The year 2020 should have been marked by a further reduction in extreme poverty. But the Covid-19 pandemic has turned everything upside down: between 88 and 115 million additional people will only live on $ 1.90 a day, according to a World Bank report published Wednesday, October 7.
“Poverty reduction suffered its worst setback in decades, after nearly a quarter of a century of steadily declining extreme poverty around the world.”, summarizes the World Bank in this report.
The number of people living in extreme poverty is expected to continue to increase to 150 million by 2021. Eight out of ten new poor will be in middle-income countries.
“The new poor are more urban, better educated and less likely to work in agriculture than those who lived in extreme poverty before Covid-19”, also underline the authors of the report, published ahead of the autumn meetings of the World Bank and the International Monetary Fund. They work more in the service sectors, construction or industry, they add.
Almost 10% of the world’s population
Extreme poverty, the threshold of which is set at less than $ 1.90 per day, is expected to affect between 9.1% and 9.4% of the world’s population in 2020. This is ” a flashback “, deplores the Washington institution, specifying that in 2017, the rate rose to 9.2%. Without the global shock caused by the health crisis, this figure should have fallen to 7.9% this year.
The report shows that a large part of “New poor” will be concentrated in countries that already had high poverty rates.
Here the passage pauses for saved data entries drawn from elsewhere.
//! Object Service - the mutation pipeline
//!
//! Every write goes through here: validate, build the post-image, build the
//! history row and the outbox event, then hand all three to the store as one
//! atomic unit. Only after the commit does the cache get touched, so a cached
//! value can be stale at most between commit and invalidate.
//!
//! # Concurrency
//!
//! Mutations are optimistic: the store's update is guarded by
//! `WHERE version = expected`, and a lost race surfaces as a version
//! conflict that this service retries (bounded) by re-reading the row and
//! rebuilding the unit. Committed version numbers on one object therefore
//! form `1, 2, 3, ...` with no gaps and no duplicates.
//!
//! # Cancellation
//!
//! Dropping a mutation future before the store commits rolls the transaction
//! back - commit is the final await of the unit. Dropping it after commit
//! can only skip the cache write, which the TTL bounds.

use crate::db::{DatabaseError, MutationUnit, ObjectStore, ObjectWrite};
use crate::models::{
    event_types, topic_for, ActorContext, EventEnvelope, ObjectRecord, ObjectStatus, OutboxEntry,
};
use crate::services::cache::ObjectCache;
use crate::services::error::KernelError;
use crate::services::metadata::MetadataService;
use crate::services::versioner::Versioner;
use chrono::Utc;
use serde_json::Value;
use std::sync::Arc;
use uuid::Uuid;

/// Attempts per mutation when the optimistic guard loses a race
const VERSION_CONFLICT_ATTEMPTS: u32 = 3;

/// Attempts per store call for transient transport failures
const TRANSIENT_ATTEMPTS: u32 = 3;

/// Aggregate type stamped on object outbox rows
const OBJECT_AGGREGATE: &str = "object";

/// Create payload
#[derive(Debug, Clone)]
pub struct CreateObject {
    pub type_code: String,
    pub code: String,
    pub name: String,
    pub data: Value,
    pub metadata: Option<Value>,
}

/// Sparse update payload; `None` fields keep their current value
#[derive(Debug, Clone, Default)]
pub struct UpdateObject {
    pub name: Option<String>,
    pub data: Option<Value>,
    pub reason: Option<String>,
}

/// The mutation pipeline
#[derive(Clone)]
pub struct ObjectService {
    store: Arc<dyn ObjectStore>,
    cache: Arc<dyn ObjectCache>,
    versioner: Versioner,
    metadata: Option<Arc<MetadataService>>,
}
Sub-Saharan Africa is “A region which should now be home to around a third of the people newly impoverished by the Covid-19”, he continues.
While city dwellers are increasingly affected, the poor remain mostly rural, young and undereducated:
“Four in five people living below the international poverty line reside in rural areas, although the rural population is only 48%. “
In 2018, half of the poor were children under the age of 15, although only a quarter of the world’s population. Women were over-represented.
The effects of the climate crisis and conflicts
If the pandemic is largely responsible for the sudden reversal of the trend, progress in poverty reduction had already stalled before the current recession, however, explain the authors, including economist Samuel Freije-Rodriguez and sociologist Michael Woolcock.
With their teams, they compiled data recorded between 2015 and 2017 which shows that 52 million people were able to lift themselves out of poverty, marking a slowdown in the reduction of poverty.
“Three converging forces are at the origin of this increase in global poverty and which threatens to extend its effects into the distant future: Covid-19, armed conflicts and climate change”, explained for his part the President of the World Bank, David Malpass in the foreword of the report.
New estimates indicate, for example, that up to 132 million people could fall into poverty by 2030, due to the multiple effects of climate.